WORK REQUIRED:
For each line below that holds the string "Clone", add one to a tally; report that tally alone.

Collected data entries:
☆ ☆ ☆ ☆ ☆ ☆ ☆
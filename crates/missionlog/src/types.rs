use chrono::{DateTime, NaiveDate, Utc};
use serde::{Deserialize, Deserializer, Serialize, Serializer};

/// A single daily mission report
#[derive(Debug, Clone, Serialize, Deserialize, Eq, PartialEq)]
pub struct LogEntry {
    /// Calendar day of the report. Accepts `YYYY-MM-DD` or an RFC 3339 timestamp.
    #[serde(
        deserialize_with = "deserialize_log_date",
        serialize_with = "serialize_log_date"
    )]
    pub date: NaiveDate,

    pub titan_pts: u32,
    pub oracle_pts: u32,
    pub sage_pts: u32,
    pub bonus_pts: u32,

    /// Message from HQ for the day
    #[serde(default)]
    pub notes: String,
}

impl LogEntry {
    #[cfg(test)]
    pub fn new(
        date: NaiveDate,
        titan_pts: u32,
        oracle_pts: u32,
        sage_pts: u32,
        bonus_pts: u32,
        notes: String,
    ) -> Self {
        Self {
            date,
            titan_pts,
            oracle_pts,
            sage_pts,
            bonus_pts,
            notes,
        }
    }

    /// Sum of the four point fields
    pub fn total(&self) -> u64 {
        u64::from(self.titan_pts)
            + u64::from(self.oracle_pts)
            + u64::from(self.sage_pts)
            + u64::from(self.bonus_pts)
    }
}

/// Parse a log date. Plain dates are taken as-is; timestamps are reduced to
/// their UTC calendar day.
pub fn parse_log_date(raw: &str) -> Option<NaiveDate> {
    let raw = raw.trim();
    if let Ok(date) = NaiveDate::parse_from_str(raw, "%Y-%m-%d") {
        return Some(date);
    }
    DateTime::parse_from_rfc3339(raw)
        .ok()
        .map(|ts| ts.with_timezone(&Utc).date_naive())
}

fn deserialize_log_date<'de, D>(deserializer: D) -> Result<NaiveDate, D::Error>
where
    D: Deserializer<'de>,
{
    let raw = String::deserialize(deserializer)?;
    parse_log_date(&raw)
        .ok_or_else(|| serde::de::Error::custom(format!("invalid log date: {raw:?}")))
}

fn serialize_log_date<S>(date: &NaiveDate, serializer: S) -> Result<S::Ok, S::Error>
where
    S: Serializer,
{
    serializer.serialize_str(&date.format("%Y-%m-%d").to_string())
}

/// The document as published: `{"logs": [...]}`
#[derive(Debug, Clone, Default, Serialize, Deserialize)]
pub struct LogDocument {
    #[serde(default)]
    pub logs: Vec<LogEntry>,
}

/// Ordered sequence of log entries, oldest first.
///
/// Order is taken from the document and never re-sorted.
#[derive(Debug, Clone, Default, PartialEq, Eq)]
pub struct LogCollection {
    entries: Vec<LogEntry>,
}

impl LogCollection {
    pub fn new(entries: Vec<LogEntry>) -> Self {
        Self { entries }
    }

    pub fn entries(&self) -> &[LogEntry] {
        &self.entries
    }

    pub fn len(&self) -> usize {
        self.entries.len()
    }

    pub fn is_empty(&self) -> bool {
        self.entries.is_empty()
    }

    pub fn first(&self) -> Option<&LogEntry> {
        self.entries.first()
    }

    pub fn last(&self) -> Option<&LogEntry> {
        self.entries.last()
    }

    /// Earliest and latest dates, for bounding the date picker
    pub fn date_bounds(&self) -> Option<(NaiveDate, NaiveDate)> {
        Some((self.first()?.date, self.last()?.date))
    }
}

impl From<LogDocument> for LogCollection {
    fn from(doc: LogDocument) -> Self {
        Self::new(doc.logs)
    }
}

#[cfg(test)]
mod tests {
    use super::*;

    fn day(y: i32, m: u32, d: u32) -> NaiveDate {
        NaiveDate::from_ymd_opt(y, m, d).unwrap()
    }

    #[test]
    fn test_log_entry_total() {
        let entry = LogEntry::new(day(2024, 1, 1), 10, 5, 5, 3, "ok".to_string());
        assert_eq!(entry.total(), 23);
    }

    #[test]
    fn test_log_entry_total_does_not_overflow() {
        let entry = LogEntry::new(day(2024, 1, 1), u32::MAX, u32::MAX, 0, 0, String::new());
        assert_eq!(entry.total(), 2 * u64::from(u32::MAX));
    }

    #[test]
    fn test_parse_log_date_plain() {
        assert_eq!(parse_log_date("2024-01-01"), Some(day(2024, 1, 1)));
        assert_eq!(parse_log_date(" 2024-03-09 "), Some(day(2024, 3, 9)));
    }

    #[test]
    fn test_parse_log_date_timestamp_uses_utc_day() {
        assert_eq!(
            parse_log_date("2024-01-01T23:30:00-02:00"),
            Some(day(2024, 1, 2))
        );
        assert_eq!(parse_log_date("2024-01-01T08:00:00Z"), Some(day(2024, 1, 1)));
    }

    #[test]
    fn test_parse_log_date_invalid() {
        assert_eq!(parse_log_date("yesterday"), None);
        assert_eq!(parse_log_date(""), None);
        assert_eq!(parse_log_date("2024-13-01"), None);
    }

    #[test]
    fn test_log_entry_deserialization() {
        let json = r#"{"date":"2024-01-01","titan_pts":10,"oracle_pts":5,"sage_pts":5,"bonus_pts":0,"notes":"ok"}"#;
        let entry: LogEntry = serde_json::from_str(json).unwrap();

        assert_eq!(entry.date, day(2024, 1, 1));
        assert_eq!(entry.titan_pts, 10);
        assert_eq!(entry.oracle_pts, 5);
        assert_eq!(entry.sage_pts, 5);
        assert_eq!(entry.bonus_pts, 0);
        assert_eq!(entry.notes, "ok");
    }

    #[test]
    fn test_log_entry_missing_notes_defaults_empty() {
        let json = r#"{"date":"2024-01-01","titan_pts":1,"oracle_pts":2,"sage_pts":3,"bonus_pts":4}"#;
        let entry: LogEntry = serde_json::from_str(json).unwrap();
        assert!(entry.notes.is_empty());
    }

    #[test]
    fn test_log_entry_rejects_negative_points() {
        let json = r#"{"date":"2024-01-01","titan_pts":-1,"oracle_pts":2,"sage_pts":3,"bonus_pts":4}"#;
        assert!(serde_json::from_str::<LogEntry>(json).is_err());
    }

    #[test]
    fn test_log_entry_rejects_bad_date() {
        let json = r#"{"date":"soon","titan_pts":1,"oracle_pts":2,"sage_pts":3,"bonus_pts":4}"#;
        let err = serde_json::from_str::<LogEntry>(json).unwrap_err();
        assert!(err.to_string().contains("invalid log date"));
    }

    #[test]
    fn test_log_entry_serializes_plain_date() {
        let entry = LogEntry::new(day(2024, 2, 29), 1, 1, 1, 1, "leap".to_string());
        let json = serde_json::to_string(&entry).unwrap();
        assert!(json.contains("\"date\":\"2024-02-29\""));
        assert!(json.contains("\"notes\":\"leap\""));
    }

    #[test]
    fn test_document_without_logs_is_empty() {
        let doc: LogDocument = serde_json::from_str("{}").unwrap();
        let collection = LogCollection::from(doc);
        assert!(collection.is_empty());
        assert_eq!(collection.date_bounds(), None);
    }

    #[test]
    fn test_collection_keeps_document_order() {
        let collection = LogCollection::new(vec![
            LogEntry::new(day(2024, 1, 5), 1, 0, 0, 0, String::new()),
            LogEntry::new(day(2024, 1, 2), 2, 0, 0, 0, String::new()),
        ]);

        assert_eq!(collection.len(), 2);
        assert_eq!(collection.first().unwrap().date, day(2024, 1, 5));
        assert_eq!(collection.last().unwrap().date, day(2024, 1, 2));
    }

    #[test]
    fn test_collection_date_bounds() {
        let collection = LogCollection::new(vec![
            LogEntry::new(day(2024, 1, 1), 0, 0, 0, 0, String::new()),
            LogEntry::new(day(2024, 1, 2), 0, 0, 0, 0, String::new()),
            LogEntry::new(day(2024, 1, 9), 0, 0, 0, 0, String::new()),
        ]);
        assert_eq!(
            collection.date_bounds(),
            Some((day(2024, 1, 1), day(2024, 1, 9)))
        );
    }
}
☆ ☆ ☆ ☆ ☆ ☆ ☆
RESPONSE AREA:
3